You can substitute a "hrat roli" with "byt dulezity" : Penize pro mě nejsou tak důležité.


----------



## Tagarela

Ahoj,

Děkuji, Andreji!

How about _úloha_? _Hrat *úlohu*_? 

Nazdar.:


----------



## Jana337

I don't like "úloha".

Other options:
Peníze pro mne nemají žádný velký význam.
Penězům nepřikládám moc velkou důležitost / velký význam.


----------



## werrr

Tagarela said:


> How about _úloha_? _Hrát *úlohu*_?


“Hrát roli” or “mít úlohu”. “Hrát úlohu” is nonsensical mix of the previous inconsistent with the basic meaning of “úloha”. But some people use it.



Jana337 said:


> I don't like "úloha".


For this idiomatic usage, I agree.



> Other options:
> Peníze pro mne nemají žádný velký význam.
> Penězům nepřikládám moc velkou důležitost / velký význam.


other option:

_  o peníze (mi) nejde_


----------



## winpoj

> “Hrát úlohu” is nonsensical mix of the previous inconsistent with the basic meaning of “úloha”.



I don't understand why that would be the case. Could you elaborate?

Personally, I also prefer "role" over "úloha" in Tagarela's sentence but only because "úloha" would sound too formal there in my view.


----------



## werrr

winpoj said:


> I don't understand why that would be the case. Could you elaborate?
> 
> Personally, I also prefer "role" over "úloha" in Tagarela's sentence but only because "úloha" would sound too formal there in my view.



Both the idioms come from stage terminology. The original Czech terminology is that one with “úloha”.

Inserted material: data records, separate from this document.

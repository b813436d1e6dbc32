//! Error types for mapping-layer operations.

use thiserror::Error;

/// Result type for mapping-layer operations.
pub type DbResult<T> = Result<T, DbError>;

/// Errors that can occur in SchemaDB operations.
#[derive(Debug, Error)]
pub enum DbError {
    /// Engine error surfaced by the underlying key-value store.
    #[error("storage error: {0}")]
    Storage(#[from] schemadb_kv::KvError),

    /// Wire document could not be serialized or parsed.
    #[error("codec error: {0}")]
    Codec(#[from] serde_json::Error),

    /// Namespace or key absent on get/update/delete.
    #[error("record not found")]
    NotFound,

    /// Delete blocked by the referential-integrity gate.
    #[error("record is in use by {kind} records")]
    InUse {
        /// Namespace name of the referring kind that blocked the delete.
        kind: &'static str,
    },

    /// A string primary key was empty on create.
    #[error("invalid identifier: {message}")]
    InvalidIdentifier {
        /// Description of the violation.
        message: String,
    },

    /// The primary field's kind is not integer or string.
    #[error("unsupported identifier type for field {field}")]
    UnsupportedIdentifierType {
        /// Wire name of the offending primary field.
        field: String,
    },

    /// A request conflicts with the type's schema descriptor.
    #[error("schema mismatch: {message}")]
    SchemaMismatch {
        /// Description of the conflict.
        message: String,
    },
}

impl DbError {
    /// Creates an invalid identifier error.
    pub fn invalid_identifier(message: impl Into<String>) -> Self {
        Self::InvalidIdentifier {
            message: message.into(),
        }
    }

    /// Creates an unsupported identifier type error.
    pub fn unsupported_identifier(field: impl Into<String>) -> Self {
        Self::UnsupportedIdentifierType {
            field: field.into(),
        }
    }

    /// Creates a schema mismatch error.
    pub fn schema_mismatch(message: impl Into<String>) -> Self {
        Self::SchemaMismatch {
            message: message.into(),
        }
    }
}
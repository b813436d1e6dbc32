//! Generic wire codec.
//!
//! Converts between in-memory records and their JSON wire documents,
//! driven entirely by the kind's [`Schema`]. Fields without a mapping
//! entry are opaque to persistence; embedded structured fields flatten
//! their inner fields into the parent document, recursively.

use crate::error::{DbError, DbResult};
use crate::record::Record;
use crate::schema::{FieldKind, FieldSpec};
use crate::value::FieldValue;
use serde_json::{Map, Value as JsonValue};

/// Encodes a record into its wire document.
///
/// The document contains exactly the fields carried by the schema's
/// mapping, keyed by wire name; `Null` field values encode as JSON
/// null.
///
/// # Errors
///
/// Returns [`DbError::SchemaMismatch`] if a field's value does not
/// match its declared kind, or [`DbError::Codec`] if serialization
/// fails.
pub fn encode<T: Record>(record: &T) -> DbResult<Vec<u8>> {
    let mut doc = Map::new();
    encode_fields(record, T::schema().fields, &mut doc)?;
    Ok(serde_json::to_vec(&JsonValue::Object(doc))?)
}

/// Decodes a wire document into a fresh record.
///
/// Builds `T::default()` and fills it via [`decode_into`], so fields
/// without a mapping entry keep their default values.
///
/// # Errors
///
/// Returns [`DbError::Codec`] if the bytes are not a JSON document, or
/// [`DbError::SchemaMismatch`] if a wire value conflicts with its
/// declared kind.
pub fn decode<T: Record>(bytes: &[u8]) -> DbResult<T> {
    let mut record = T::default();
    decode_into(&mut record, bytes)?;
    Ok(record)
}

/// Decodes a wire document into a caller-provided record.
///
/// Only fields present in the document are written; everything else on
/// the target is left untouched, so decode is non-destructive to
/// out-of-band state.
///
/// # Errors
///
/// Same as [`decode`].
pub fn decode_into<T: Record>(record: &mut T, bytes: &[u8]) -> DbResult<()> {
    let wire: JsonValue = serde_json::from_slice(bytes)?;
    let JsonValue::Object(doc) = wire else {
        return Err(DbError::schema_mismatch("wire document is not an object"));
    };
    decode_fields(record, T::schema().fields, &doc)
}

fn encode_fields<T: Record>(
    record: &T,
    specs: &'static [FieldSpec],
    doc: &mut Map<String, JsonValue>,
) -> DbResult<()> {
    for spec in specs {
        if let FieldKind::Embedded(inner) = spec.kind {
            encode_fields(record, inner, doc)?;
        } else {
            let value = record.field(spec.wire).unwrap_or(FieldValue::Null);
            doc.insert(spec.wire.to_string(), to_wire(spec, &value)?);
        }
    }
    Ok(())
}

fn decode_fields<T: Record>(
    record: &mut T,
    specs: &'static [FieldSpec],
    doc: &Map<String, JsonValue>,
) -> DbResult<()> {
    for spec in specs {
        if let FieldKind::Embedded(inner) = spec.kind {
            decode_fields(record, inner, doc)?;
        } else if let Some(raw) = doc.get(spec.wire) {
            record.set_field(spec.wire, from_wire(spec, raw)?);
        }
    }
    Ok(())
}

fn to_wire(spec: &FieldSpec, value: &FieldValue) -> DbResult<JsonValue> {
    match (spec.kind, value) {
        (_, FieldValue::Null) => Ok(JsonValue::Null),
        (FieldKind::Int, FieldValue::Int(n)) => Ok(JsonValue::from(*n)),
        (FieldKind::Float, FieldValue::Float(f)) => Ok(JsonValue::from(*f)),
        (FieldKind::Bool, FieldValue::Bool(b)) => Ok(JsonValue::Bool(*b)),
        (FieldKind::Text, FieldValue::Text(s)) => Ok(JsonValue::String(s.clone())),
        _ => Err(DbError::schema_mismatch(format!(
            "field {} holds a value that does not match its declared kind",
            spec.wire
        ))),
    }
}

/// Converts a wire value back to a field value per the declared kind.
pub(crate) fn from_wire(spec: &FieldSpec, raw: &JsonValue) -> DbResult<FieldValue> {
    let mismatch = || {
        DbError::schema_mismatch(format!(
            "wire value for field {} does not match its declared kind",
            spec.wire
        ))
    };

    match (spec.kind, raw) {
        (_, JsonValue::Null) => Ok(FieldValue::Null),
        (FieldKind::Int, JsonValue::Number(n)) => {
            n.as_i64().map(FieldValue::Int).ok_or_else(mismatch)
        }
        (FieldKind::Float, JsonValue::Number(n)) => {
            n.as_f64().map(FieldValue::Float).ok_or_else(mismatch)
        }
        (FieldKind::Bool, JsonValue::Bool(b)) => Ok(FieldValue::Bool(*b)),
        (FieldKind::Text, JsonValue::String(s)) => Ok(FieldValue::Text(s.clone())),
        _ => Err(mismatch()),
    }
}
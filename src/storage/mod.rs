// Storage layer (local JSON archive of saved research)

pub mod archive;

pub use archive::*;
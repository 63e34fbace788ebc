//! Settings Storage
//!
//! File-based storage for the settings record: one JSON object in a single
//! file. Loading never fails on bad content; it validates and defaults.

use super::UserSettings;
use std::path::PathBuf;
use tokio::fs;
use tracing::{info, warn};

const SETTINGS_FILE: &str = "settings.json";

/// Settings storage manager
pub struct SettingsStorage {
    settings_path: PathBuf,
}

impl SettingsStorage {
    /// Storage at an explicit file path
    pub fn new(settings_path: PathBuf) -> Self {
        Self { settings_path }
    }

    /// Storage inside a data directory (useful for Docker/testing)
    pub fn with_dir(base_dir: PathBuf) -> Self {
        Self {
            settings_path: base_dir.join(SETTINGS_FILE),
        }
    }

    async fn ensure_dir(&self) -> anyhow::Result<()> {
        if let Some(parent) = self.settings_path.parent() {
            fs::create_dir_all(parent).await?;
        }
        Ok(())
    }

    /// Load settings from disk. Missing, unreadable, or malformed content
    /// yields defaults for whatever could not be used.
    pub async fn load(&self) -> UserSettings {
        if !self.settings_path.exists() {
            info!("No settings file found, using defaults");
            return UserSettings::default();
        }

        let content = match fs::read_to_string(&self.settings_path).await {
            Ok(content) => content,
            Err(e) => {
                warn!(error = %e, path = ?self.settings_path, "Failed to read settings, using defaults");
                return UserSettings::default();
            }
        };

        match serde_json::from_str::<serde_json::Value>(&content) {
            Ok(value) => UserSettings::from_value(&value),
            Err(e) => {
                warn!(error = %e, "Settings file is not valid JSON, using defaults");
                UserSettings::default()
            }
        }
    }

    /// Save settings to disk
    pub async fn save(&self, settings: &UserSettings) -> anyhow::Result<()> {
        self.ensure_dir().await?;
        let content = serde_json::to_string_pretty(settings)?;
        fs::write(&self.settings_path, content).await?;

        info!("Saved settings to {:?}", self.settings_path);
        Ok(())
    }
}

“Mít úlohu” means “to have an assignment/duty”. For the stage terminology it was adopted for the meaning “to be assigned to play a character”. This means that the expression “hrát úlohu” means actually “to play to be assigned to play a character”. In other words, if the phrase “mít úlohu” has the idiomatic meaning “to take a part”, the phrase “hrát úlohu” should mean “to pretend to take a part”.

The word “role” has similar etymology, but it comes from French. It refers to the roll of paper with one actor’s lines. This was the base for the expression “to play a role in…” in many languages including English and German. The Czech word “role” is loanword from German “die Rolle” and the Czech idiom “hrát roli” is a calque from German “eine Rolle spielen”.

The latter expression was formerly considered substandard for its German origin, but nowadays it is the more common expression.


----------